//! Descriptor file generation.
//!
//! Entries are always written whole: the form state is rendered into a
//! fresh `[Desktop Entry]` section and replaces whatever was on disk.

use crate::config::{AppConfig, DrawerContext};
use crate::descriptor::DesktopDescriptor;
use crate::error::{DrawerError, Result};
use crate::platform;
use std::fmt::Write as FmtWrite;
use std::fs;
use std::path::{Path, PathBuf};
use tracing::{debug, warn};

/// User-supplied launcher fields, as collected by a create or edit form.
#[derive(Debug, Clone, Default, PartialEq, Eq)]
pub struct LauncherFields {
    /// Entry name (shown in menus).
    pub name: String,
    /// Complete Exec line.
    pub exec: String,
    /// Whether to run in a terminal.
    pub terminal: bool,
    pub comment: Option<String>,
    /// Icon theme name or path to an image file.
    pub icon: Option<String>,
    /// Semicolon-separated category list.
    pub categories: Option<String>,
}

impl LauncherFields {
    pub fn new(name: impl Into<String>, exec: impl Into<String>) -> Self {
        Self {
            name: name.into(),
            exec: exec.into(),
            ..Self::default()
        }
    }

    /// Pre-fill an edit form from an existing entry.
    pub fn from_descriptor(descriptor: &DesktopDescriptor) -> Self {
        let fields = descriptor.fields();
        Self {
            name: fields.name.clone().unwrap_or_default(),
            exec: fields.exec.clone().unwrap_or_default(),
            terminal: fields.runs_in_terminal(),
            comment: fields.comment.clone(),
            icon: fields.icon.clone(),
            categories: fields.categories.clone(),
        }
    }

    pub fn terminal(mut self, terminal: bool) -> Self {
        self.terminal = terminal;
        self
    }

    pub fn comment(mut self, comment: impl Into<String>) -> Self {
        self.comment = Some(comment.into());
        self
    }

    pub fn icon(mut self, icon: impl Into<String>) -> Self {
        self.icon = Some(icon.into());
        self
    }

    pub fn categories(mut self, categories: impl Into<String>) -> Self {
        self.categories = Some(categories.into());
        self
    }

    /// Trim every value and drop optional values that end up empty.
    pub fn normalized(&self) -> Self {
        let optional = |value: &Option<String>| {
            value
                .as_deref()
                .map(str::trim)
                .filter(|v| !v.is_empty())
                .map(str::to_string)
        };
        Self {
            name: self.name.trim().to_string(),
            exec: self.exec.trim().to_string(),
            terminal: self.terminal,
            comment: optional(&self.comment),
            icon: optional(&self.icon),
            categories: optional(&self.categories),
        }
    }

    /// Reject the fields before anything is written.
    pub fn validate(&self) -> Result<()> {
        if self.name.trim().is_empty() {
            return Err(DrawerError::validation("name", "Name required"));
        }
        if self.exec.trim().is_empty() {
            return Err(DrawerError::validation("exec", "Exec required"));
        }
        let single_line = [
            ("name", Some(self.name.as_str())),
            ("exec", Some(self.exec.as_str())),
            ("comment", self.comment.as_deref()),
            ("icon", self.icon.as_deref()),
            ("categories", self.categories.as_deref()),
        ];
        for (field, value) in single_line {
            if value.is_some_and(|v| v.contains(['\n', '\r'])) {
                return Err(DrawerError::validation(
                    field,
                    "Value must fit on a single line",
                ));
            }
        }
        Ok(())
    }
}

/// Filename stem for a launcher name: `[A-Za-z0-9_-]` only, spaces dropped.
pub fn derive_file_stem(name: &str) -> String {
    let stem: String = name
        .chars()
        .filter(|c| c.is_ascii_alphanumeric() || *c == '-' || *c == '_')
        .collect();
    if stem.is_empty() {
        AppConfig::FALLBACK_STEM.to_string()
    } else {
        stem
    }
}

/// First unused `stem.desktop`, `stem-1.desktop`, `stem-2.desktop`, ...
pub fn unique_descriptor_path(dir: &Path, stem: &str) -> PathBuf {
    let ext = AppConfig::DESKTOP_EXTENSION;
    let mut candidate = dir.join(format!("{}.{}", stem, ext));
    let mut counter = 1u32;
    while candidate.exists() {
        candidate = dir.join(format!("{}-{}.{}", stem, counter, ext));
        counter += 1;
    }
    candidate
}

-----

EXERCISE: Every record above must be printed again exactly as it stands.

RESULT BELOW:
//! Descriptor file generation.
//!
//! Entries are always written whole: the form state is rendered into a
//! fresh `[Desktop Entry]` section and replaces whatever was on disk.

use crate::config::{AppConfig, DrawerContext};
use crate::descriptor::DesktopDescriptor;
use crate::error::{DrawerError, Result};
use crate::platform;
use std::fmt::Write as FmtWrite;
use std::fs;
use std::path::{Path, PathBuf};
use tracing::{debug, warn};

/// User-supplied launcher fields, as collected by a create or edit form.
#[derive(Debug, Clone, Default, PartialEq, Eq)]
pub struct LauncherFields {
    /// Entry name (shown in menus).
    pub name: String,
    /// Complete Exec line.
    pub exec: String,
    /// Whether to run in a terminal.
    pub terminal: bool,
    pub comment: Option<String>,
    /// Icon theme name or path to an image file.
    pub icon: Option<String>,
    /// Semicolon-separated category list.
    pub categories: Option<String>,
}

impl LauncherFields {
    pub fn new(name: impl Into<String>, exec: impl Into<String>) -> Self {
        Self {
            name: name.into(),
            exec: exec.into(),
            ..Self::default()
        }
    }

    /// Pre-fill an edit form from an existing entry.
    pub fn from_descriptor(descriptor: &DesktopDescriptor) -> Self {
        let fields = descriptor.fields();
        Self {
            name: fields.name.clone().unwrap_or_default(),
            exec: fields.exec.clone().unwrap_or_default(),
            terminal: fields.runs_in_terminal(),
            comment: fields.comment.clone(),
            icon: fields.icon.clone(),
            categories: fields.categories.clone(),
        }
    }

    pub fn terminal(mut self, terminal: bool) -> Self {
        self.terminal = terminal;
        self
    }

    pub fn comment(mut self, comment: impl Into<String>) -> Self {
        self.comment = Some(comment.into());
        self
    }

    pub fn icon(mut self, icon: impl Into<String>) -> Self {
        self.icon = Some(icon.into());
        self
    }

    pub fn categories(mut self, categories: impl Into<String>) -> Self {
        self.categories = Some(categories.into());
        self
    }

    /// Trim every value and drop optional values that end up empty.
    pub fn normalized(&self) -> Self {
        let optional = |value: &Option<String>| {
            value
                .as_deref()
                .map(str::trim)
                .filter(|v| !v.is_empty())
                .map(str::to_string)
        };
        Self {
            name: self.name.trim().to_string(),
            exec: self.exec.trim().to_string(),
            terminal: self.terminal,
            comment: optional(&self.comment),
            icon: optional(&self.icon),
            categories: optional(&self.categories),
        }
    }

    /// Reject the fields before anything is written.
    pub fn validate(&self) -> Result<()> {
        if self.name.trim().is_empty() {
            return Err(DrawerError::validation("name", "Name required"));
        }
        if self.exec.trim().is_empty() {
            return Err(DrawerError::validation("exec", "Exec required"));
        }
        let single_line = [
            ("name", Some(self.name.as_str())),
            ("exec", Some(self.exec.as_str())),
            ("comment", self.comment.as_deref()),
            ("icon", self.icon.as_deref()),
            ("categories", self.categories.as_deref()),
        ];
        for (field, value) in single_line {
            if value.is_some_and(|v| v.contains(['\n', '\r'])) {
                return Err(DrawerError::validation(
                    field,
                    "Value must fit on a single line",
                ));
            }
        }
        Ok(())
    }
}

/// Filename stem for a launcher name: `[A-Za-z0-9_-]` only, spaces dropped.
pub fn derive_file_stem(name: &str) -> String {
    let stem: String = name
        .chars()
        .filter(|c| c.is_ascii_alphanumeric() || *c == '-' || *c == '_')
        .collect();
    if stem.is_empty() {
        AppConfig::FALLBACK_STEM.to_string()
    } else {
        stem
    }
}

/// First unused `stem.desktop`, `stem-1.desktop`, `stem-2.desktop`, ...
pub fn unique_descriptor_path(dir: &Path, stem: &str) -> PathBuf {
    let ext = AppConfig::DESKTOP_EXTENSION;
    let mut candidate = dir.join(format!("{}.{}", stem, ext));
    let mut counter = 1u32;
    while candidate.exists() {
        candidate = dir.join(format!("{}-{}.{}", stem, counter, ext));
        counter += 1;
    }
    candidate
}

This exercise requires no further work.